__EXERCISE__. Nothing but a number belongs in the answer: the count of lines below that contain the word "HashMap".

__Records drawn from a dataset__.
______
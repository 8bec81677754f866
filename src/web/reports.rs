//! Report submission and management endpoints

use super::error::ApiError;
use super::pagination::Paging;
use super::reviews::{find_visible_review, AuthorView};
use crate::app_config::AppConfig;
use crate::middleware::ClientCtx;
use crate::orm::reports::{self, ReportReason, ReportStatus};
use crate::orm::{reviews, users};
use crate::permission::Action;
use actix_web::{get, post, put, web, HttpResponse};
use chrono::{NaiveDateTime, Utc};
use sea_orm::sea_query::Expr;
use sea_orm::{
    entity::*, query::*, ColumnTrait, DatabaseConnection, DbErr, EntityTrait, QueryFilter,
    QueryOrder,
};
use serde::{Deserialize, Serialize};
use std::collections::HashMap;
use validator::Validate;

pub(super) fn configure(conf: &mut actix_web::web::ServiceConfig) {
    conf.service(submit_report)
        .service(view_reports)
        .service(view_report)
        .service(update_report_status);
}

#[derive(Serialize)]
#[serde(rename_all = "camelCase")]
struct ReportedReview {
    id: i32,
    content: String,
    rating: i32,
    user_id: i32,
    is_approved: bool,
}

#[derive(Serialize)]
#[serde(rename_all = "camelCase")]
struct ReportView {
    id: i32,
    review_id: i32,
    reason: ReportReason,
    description: Option<String>,
    status: ReportStatus,
    resolved_by: Option<i32>,
    resolved_at: Option<NaiveDateTime>,
    created_at: NaiveDateTime,
    updated_at: NaiveDateTime,
    #[serde(skip_serializing_if = "Option::is_none")]
    user: Option<AuthorView>,
    #[serde(skip_serializing_if = "Option::is_none")]
    review: Option<ReportedReview>,
    #[serde(skip_serializing_if = "Option::is_none")]
    resolver: Option<AuthorView>,
}

impl ReportView {
    fn bare(report: reports::Model) -> Self {
        Self {
            id: report.id,
            review_id: report.review_id,
            reason: report.reason,
            description: report.description,
            status: report.status,
            resolved_by: report.resolved_by,
            resolved_at: report.resolved_at,
            created_at: report.created_at,
            updated_at: report.updated_at,
            user: None,
            review: None,
            resolver: None,
        }
    }
}

/// Reports with reporter, resolver and the reported review, for admins.
async fn present_reports(
    db: &DatabaseConnection,
    rows: Vec<reports::Model>,
) -> Result<Vec<ReportView>, DbErr> {
    if rows.is_empty() {
        return Ok(Vec::new());
    }

    let user_ids: Vec<i32> = rows
        .iter()
        .flat_map(|r| std::iter::once(r.user_id).chain(r.resolved_by))
        .collect();
    let review_ids: Vec<i32> = rows.iter().map(|r| r.review_id).collect();

    let people: HashMap<i32, users::Model> = users::Entity::find()
        .filter(users::Column::Id.is_in(user_ids))
        .all(db)
        .await?
        .into_iter()
        .map(|u| (u.id, u))
        .collect();
    let reviewed: HashMap<i32, reviews::Model> = reviews::Entity::find()
        .filter(reviews::Column::Id.is_in(review_ids))
        .all(db)
        .await?
        .into_iter()
        .map(|r| (r.id, r))
        .collect();

    Ok(rows
        .into_iter()
        .map(|report| {
            let user = people.get(&report.user_id).map(|u| AuthorView::of(u, true));
            let resolver = report
                .resolved_by
                .and_then(|id| people.get(&id))
                .map(|u| AuthorView::of(u, true));
            let review = reviewed.get(&report.review_id).map(|r| ReportedReview {
                id: r.id,
                content: r.content.clone(),
                rating: r.rating,
                user_id: r.user_id,
                is_approved: r.is_approved,
            });
            ReportView {
                user,
                review,
                resolver,
                ..ReportView::bare(report)
            }
        })
        .collect())
}

#[derive(Debug, Deserialize, Validate)]
#[serde(rename_all = "camelCase")]
pub struct ReportForm {
    pub review_id: i32,
    pub reason: ReportReason,
    #[validate(length(max = 2000, message = "Description is too long"))]
    pub description: Option<String>,
}

/// Submit a report. One open report per reporter and review.
#[post("/reports")]
async fn submit_report(
    client: ClientCtx,
    db: web::Data<DatabaseConnection>,
    form: web::Json<ReportForm>,
) -> Result<HttpResponse, ApiError> {
    let reporter_id = client.require(Action::SubmitReport)?.id;
    let form = form.into_inner();
    form.validate()?;

    let db = db.get_ref();
    let review = find_visible_review(db, &client, form.review_id).await?;

    let now = Utc::now().naive_utc();
    let report = reports::ActiveModel {
        review_id: Set(review.id),
        user_id: Set(reporter_id),
        reason: Set(form.reason),
        description: Set(form.description.filter(|d| !d.trim().is_empty())),
        status: Set(ReportStatus::Pending),
        resolved_by: Set(None),
        resolved_at: Set(None),
        created_at: Set(now),
        updated_at: Set(now),
        ..Default::default()
    }
    .insert(db)
    .await
    .map_err(|e| ApiError::conflict_or_internal(e, "You have already reported this review"))?;

    log::info!(
        "Report {} filed by user {} against review {} ({:?})",
        report.id,
        reporter_id,
        review.id,
        report.reason
    );
    Ok(HttpResponse::Created().json(ReportView::bare(report)))
}

#[derive(Debug, Deserialize)]
pub struct ReportQuery {
    pub status: Option<ReportStatus>,
    pub page: Option<u64>,
    pub limit: Option<u64>,
}

#[get("/reports")]
async fn view_reports(
    client: ClientCtx,
    db: web::Data<DatabaseConnection>,
    config: web::Data<AppConfig>,
    query: web::Query<ReportQuery>,
) -> Result<HttpResponse, ApiError> {
    client.require(Action::ManageReports)?;
    let db = db.get_ref();
    let paging = Paging::new(query.page, query.limit, &config.limits);

    let mut select = reports::Entity::find();
    if let Some(status) = query.status {
        select = select.filter(reports::Column::Status.eq(status));
    }

    let paginator = select
        .order_by_desc(reports::Column::CreatedAt)
        .order_by_desc(reports::Column::Id)
        .paginate(db, paging.limit);
    let total = paginator.num_items().await?;
    let rows = paginator.fetch_page(paging.index()).await?;

    Ok(HttpResponse::Ok().json(serde_json::json!({
        "reports": present_reports(db, rows).await?,
        "pagination": paging.describe(total),
    })))
}

async fn find_report(db: &DatabaseConnection, id: i32) -> Result<ReportView, ApiError> {
    let report = reports::Entity::find_by_id(id)
        .one(db)
        .await?
        .ok_or_else(|| ApiError::not_found("Report"))?;
    present_reports(db, vec![report])
        .await?
        .pop()
        .ok_or(ApiError::Internal)
}

#[get("/reports/{id}")]
async fn view_report(
    client: ClientCtx,
    db: web::Data<DatabaseConnection>,
    path: web::Path<i32>,
) -> Result<HttpResponse, ApiError> {
    client.require(Action::ManageReports)?;
    Ok(HttpResponse::Ok().json(find_report(db.get_ref(), path.into_inner()).await?))
}

#[derive(Debug, Deserialize)]
pub struct ReportStatusForm {
    pub status: ReportStatus,
}

/// Close a pending report. The acting admin is recorded as resolver; only
/// RESOLVED stamps the resolution time. The reported review is left alone.
#[put("/reports/{id}")]
async fn update_report_status(
    client: ClientCtx,
    db: web::Data<DatabaseConnection>,
    path: web::Path<i32>,
    form: web::Json<ReportStatusForm>,
) -> Result<HttpResponse, ApiError> {
    let admin_id = client.require(Action::ManageReports)?.id;
    let db = db.get_ref();
    let id = path.into_inner();
    let next = form.into_inner().status;

    let report = reports::Entity::find_by_id(id)
        .one(db)
        .await?
        .ok_or_else(|| ApiError::not_found("Report"))?;
    if !report.status.can_transition_to(next) {
        return Err(ApiError::conflict(format!(
            "Cannot change report status from {:?} to {:?}",
            report.status, next
        )));
    }

    let now = Utc::now().naive_utc();
    let resolved_at = (next == ReportStatus::Resolved).then(|| now);

    // Guarded on the current status so two admins cannot both close it.
    let updated = reports::Entity::update_many()
        .col_expr(reports::Column::Status, Expr::value(next))
        .col_expr(reports::Column::ResolvedBy, Expr::value(Some(admin_id)))
        .col_expr(reports::Column::ResolvedAt, Expr::value(resolved_at))
        .col_expr(reports::Column::UpdatedAt, Expr::value(now))
        .filter(reports::Column::Id.eq(id))
        .filter(reports::Column::Status.eq(ReportStatus::Pending))
        .exec(db)
        .await?
        .rows_affected;
    if updated == 0 {
        return Err(ApiError::conflict("Report has already been handled"));
    }

    log::info!("Report {} moved to {:?} by admin {}", id, next, admin_id);
    Ok(HttpResponse::Ok().json(find_report(db, id).await?))
}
______
__ANSWER TO THIS TASK__. 3